■ **EXERCISE DESCRIPTION**: Where the word "cache" occurs in a line of the listing, please copy the line.

DATA EXTRACTS START

//! Invalidation routing
//!
//! Maps a known content mutation to the cache keys it stales: the directly
//! keyed entry plus every listing that might contain it.

use std::sync::Arc;

use serde::Serialize;
use tracing::info;

use crate::cache::keys::operation_of;
use crate::cache::{CacheKey, OperationKind, TieredCache};

/// Counts of entries removed across all tiers.
#[derive(Debug, Clone, Copy, Default, PartialEq, Eq, Serialize)]
pub struct InvalidationReport {
    /// Tier entries removed for the directly affected keys
    pub direct: usize,
    /// Tier entries removed by the listing sweep
    pub swept: usize,
}

#[derive(Clone)]
pub struct InvalidationRouter {
    cache: Arc<TieredCache>,
}

impl InvalidationRouter {
    pub fn new(cache: Arc<TieredCache>) -> Self {
        Self { cache }
    }

    /// A single post changed.
    pub async fn invalidate_item(&self, id: u64) -> InvalidationReport {
        let direct = self.cache.delete(CacheKey::post(id).as_str()).await;
        let swept = self.sweep_listings().await;
        info!(post_id = id, direct, swept, "invalidated post");
        InvalidationReport { direct, swept }
    }

    /// Any category or tag changed.
    pub async fn invalidate_taxonomy(&self) -> InvalidationReport {
        let direct = self
            .cache
            .sweep(&|key: &str| {
                operation_of(key).is_some_and(|op| op.kind() == OperationKind::Taxonomy)
            })
            .await;
        let swept = self.sweep_listings().await;
        info!(direct, swept, "invalidated taxonomy");
        InvalidationReport { direct, swept }
    }

    async fn sweep_listings(&self) -> usize {
        self.cache
            .sweep(&|key: &str| operation_of(key).is_some_and(|op| op.kind().is_listing()))
            .await
    }
}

DATA EXTRACTS END

■ **ANSWER TO THE PROBLEM**:
//! Maps a known content mutation to the cache keys it stales: the directly
use crate::cache::keys::operation_of;
use crate::cache::{CacheKey, OperationKind, TieredCache};
    cache: Arc<TieredCache>,
    pub fn new(cache: Arc<TieredCache>) -> Self {
        Self { cache }
        let direct = self.cache.delete(CacheKey::post(id).as_str()).await;
            .cache
        self.cache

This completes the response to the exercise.